Je crois bien que Le Clézio n'avait jamais cédé à cette mode de l'autofiction, où l'on se met en scène bien à l'abri derrière des personnages, et l'on raconte sa vie tout à fait en couleurs et en relief, impunément... Mais voici qu'aujourd'hui, à Séoul, où se trouvait ce grand voyageur avant qu'il n'obtienne le Nobel à Stockholm, il a écrit un roman pour rendre hommage à sa mère, dit-il, «une jeune fille qui fut une héroïne à 20 ans» dont nous allons trouver le double en la personne d'Ethel.

Fascinante Ethel, qui petite fille s'en allait aux côtés de Monsieur Soliman, son grand-oncle, celui qui avait élevé sa mère, durement, et souvent parti en voyage à l'autre bout du monde, et revenu fortune faite, et dépensée.
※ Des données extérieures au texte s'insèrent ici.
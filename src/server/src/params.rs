//! Query-string shapes accepted by the data-plane endpoints.

use serde::Deserialize;

/// `/files/{token}/{filename}?dl=1` forces an `attachment` disposition;
/// absent (or `0`) is `view` (`inline`).
#[derive(Debug, Deserialize, Default)]
pub struct FileQuery {
    #[serde(default)]
    pub dl: Option<u8>,
}

impl FileQuery {
    pub fn wants_attachment(&self) -> bool {
        matches!(self.dl, Some(n) if n != 0)
    }
}

/// The payload a multi-select zip token's `obj-id` carries, per
/// spec.md §4.6 ("the token's object payload contains
/// `{parent_dir, file_list[]}`").
#[derive(Debug, Deserialize)]
pub struct ZipSelection {
    pub parent_dir: String,
    pub file_list: Vec<String>,
}

/// `multipart/form-data` fields for `/upload-api` and `/upload-aj`
/// (spec.md §4.5 step 2), parsed out of the multipart stream field by
/// field rather than via `web::Form` since the body also carries file
/// parts. `Content-Range` is a request header, not a form field, and is
/// read separately.
#[derive(Debug, Default)]
pub struct UploadFields {
    pub parent_dir: Option<String>,
    pub relative_path: Option<String>,
    pub replace: bool,
}
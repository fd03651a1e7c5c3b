//! External RPC collaborators (§6): the token oracle, the decrypt-key
//! oracle, the quota oracle, and the stats event bus. This core only
//! calls these traits; a real deployment wires them to whatever service
//! actually owns tokens/keys/quota/stats.

use crate::error::Result;
use crate::model::{AccessToken, DecryptKey, Operation, ResolvedAccess};
use async_trait::async_trait;

/// Resolves an opaque token to the `{repo-id, obj-id, op, username}`
/// record it was minted for.
#[async_trait]
pub trait TokenOracle: Send + Sync {
    async fn query_access_token(&self, token: &str) -> Result<Option<AccessToken>>;
}

/// Fetches the AES key/iv pair for an encrypted repo on behalf of `user`.
#[async_trait]
pub trait KeyOracle: Send + Sync {
    async fn get_decrypt_key(&self, repo_id: &str, user: &str) -> Result<DecryptKey>;
}

/// `check_quota`: returns `true` when `delta` additional bytes would put
/// `repo_id` over quota.
#[async_trait]
pub trait QuotaOracle: Send + Sync {
    async fn check_quota(&self, repo_id: &str, delta: i64) -> Result<bool>;
}

/// `publish_event`: fire-and-forget stats/event publication
/// (`web-file-upload`, `link-file-upload`, ...).
#[async_trait]
pub trait EventBus: Send + Sync {
    async fn publish(&self, channel: &str, payload: String);
}

/// C8: validate that `url_op` (the operation the request is actually
/// performing) is consistent with the token's bound `op`. The rule is a
/// *prefix* match, not equality: the URL operation string must start
/// with the token's operation string once `upload-link` has been
/// normalized to `upload` on both sides (so a `download` token also
/// covers `download-dir`/`download-link`/etc., but not vice versa).
/// Fails with `BadRequest` (mapped to HTTP 400 "Bad access token" by the
/// server) on any mismatch or missing token.
pub async fn resolve_access(
    oracle: &dyn TokenOracle,
    token: &str,
    url_op: Operation,
) -> Result<ResolvedAccess> {
    let access = oracle
        .query_access_token(token)
        .await?
        .ok_or_else(|| crate::error::ThicketError::bad_request("bad access token"))?;

    let token_op = access.op.normalized();
    let url_op = url_op.normalized();
    if !url_op.as_str().starts_with(token_op.as_str()) {
        return Err(crate::error::ThicketError::bad_request(format!(
            "token bound to op {:?}, request is {:?}",
            token_op, url_op
        )));
    }

    Ok(ResolvedAccess {
        repo_id: access.repo_id,
        obj_id: access.obj_id,
        op: access.op,
        user: access.username,
    })
}

#[cfg(test)]
mod tests {
    use super::*;
    use std::collections::HashMap;
    use std::sync::Mutex;

    struct FakeOracle {
        tokens: Mutex<HashMap<String, AccessToken>>,
    }

    #[async_trait]
    impl TokenOracle for FakeOracle {
        async fn query_access_token(&self, token: &str) -> Result<Option<AccessToken>> {
            Ok(self.tokens.lock().unwrap().get(token).cloned())
        }
    }

    #[tokio::test]
    async fn upload_link_normalizes_to_upload() {
        let mut tokens = HashMap::new();
        tokens.insert(
            "tok1".to_string(),
            AccessToken {
                repo_id: "r1".into(),
                obj_id: "o1".into(),
                op: Operation::UploadLink,
                username: "alice".into(),
            },
        );
        let oracle = FakeOracle {
            tokens: Mutex::new(tokens),
        };

        let resolved = resolve_access(&oracle, "tok1", Operation::Upload).await.unwrap();
        assert_eq!(resolved.user, "alice");
    }

    #[tokio::test]
    async fn mismatched_op_is_rejected() {
        let mut tokens = HashMap::new();
        tokens.insert(
            "tok1".to_string(),
            AccessToken {
                repo_id: "r1".into(),
                obj_id: "o1".into(),
                op: Operation::Download,
                username: "alice".into(),
            },
        );
        let oracle = FakeOracle {
            tokens: Mutex::new(tokens),
        };

        let result = resolve_access(&oracle, "tok1", Operation::Upload).await;
        assert!(result.is_err());
    }

    #[tokio::test]
    async fn unknown_token_is_rejected() {
        let oracle = FakeOracle {
            tokens: Mutex::new(HashMap::new()),
        };
        let result = resolve_access(&oracle, "missing", Operation::View).await;
        assert!(result.is_err());
    }
}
Monsieur Soliman et la petite Ethel se rendaient à l'emplacement de l'ancienne Exposition coloniale, près d'une maison en ruines que l'on pouvait rêver d'acheter, de refaire, de meubler. Ethel l'avait baptisée la Maison Mauve.

 

Nous sommes aux années 30, la belle Époque. Il n'y aura jamais de Maison Mauve, et Monsieur Soliman va mourir. En laissant à Ethel sa fortune que son père Alexandre va devoir gérer. Second personnage fascinant, cet Alexandre Brun. Un Mauricien, avec l'accent de l'île Maurice, au rire communicatif, au parler fort qui rappelle l'île des origines, le balancement des palmes dans les alizés, le bruit de la mer sur les récifs, le chant des martins et des tourterelles aux bords des champs de cannes... Un poète, certes, et pourtant doté comme les autres Mauriciens «d'humour et de méchanceté, capables quant ils étaient ensemble de tenir tête à n'importe quel discoureur, fût-il parisien.» On l'aura compris, ces anciens habitants des îles, après avoir longtemps vécu exilés en Bretagne, sont installés à Paris (naturellement dans un quartier breton...) où ils refont le monde à leur façon. Sous la présidence, si l'on peut dire, au salon, d'Alexandre Brun, dont la conduite avec sa femme... Bon, passons.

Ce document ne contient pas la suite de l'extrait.